People on the wrong side of history are given humane consideration in an Irish debut, shortlisted for the Bailey’s Prize, which follows a young German couple married during World War II.
Journalist Magee uses clipped, factual prose to deliver her gathering storm of a story narrated from the perspectives of German soldier Peter Faber and bank clerk Katharina Spinell, who, in 1941, agree to a state-arranged marriage (a “Nazi breeding stunt,” according to Peter’s father) in exchange for honeymoon leave and perhaps a widow’s pension. Peter and Katharina take their vows separately, miles apart, meeting for the first time when Peter arrives for the honeymoon at Katharina’s family home in Berlin. To their surprise and relief, the pair fall in love. Peter is the son of a liberal family, but Mr. Spinell is a party follower, in thrall to a sinister Dr.

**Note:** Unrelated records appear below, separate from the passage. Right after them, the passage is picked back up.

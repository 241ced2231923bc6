//! Inline style strings (`name:value;name:value;`)

/// Byte range of the `name:` property in `style`, including its trailing `;`
/// when there is one.
fn find_property(style: &str, name: &str) -> Option<(usize, usize)> {
    let key = format!("{}:", name);
    let mut offset = 0;
    for part in style.split(';') {
        if part.starts_with(&key) {
            let end = (offset + part.len() + 1).min(style.len());
            return Some((offset, end));
        }
        offset += part.len() + 1;
    }
    None
}

/// Value of property `name`, if the style declares it.
pub fn style_property<'a>(style: &'a str, name: &str) -> Option<&'a str> {
    let (start, end) = find_property(style, name)?;
    let declaration = style[start..end].trim_end_matches(';');
    Some(&declaration[name.len() + 1..])
}

/// Replace the value of property `name`, keeping every other declaration.
/// Declarations are normalized to end with `;`. A style without the property
/// is returned unchanged apart from that normalization.
pub fn replace_style_property(style: &str, name: &str, value: &str) -> String {
    let key = format!("{}:", name);
    let mut out = String::new();
    for part in style.split(';') {
        if part.starts_with(&key) {
            out.push_str(&format!("{}:{};", name, value));
        } else if !part.is_empty() {
            out.push_str(part);
            out.push(';');
        }
    }
    out
}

Weinart who infects Peter with his belief in the fatherland. While Peter must soon return to the eastern front, where the savagery and suffering continue, the Spinells move into a fine new apartment, recently the home of expelled Jews, and Katharina finds herself pregnant. Then her brother, driven mad by his experience of war, is killed, and Peter, fighting in Stalingrad in 1943, discovers his own limits, as the army is surrounded by Russians, and the abandoned soldiers are killed, commit suicide or surrender. Holding on to the talisman of returning to his wife and son, Peter manages to survive, as does Katharina, although with the war lost, the full, final degradation and humiliation of both the fighting men and their families are inescapable. When the couple finally reunite, the distances each has traveled are starkly revealed.
Magee’s bare, brutal story is not new, but it is told with a sharply focused simplicity that both exposes and condemns through its understatement.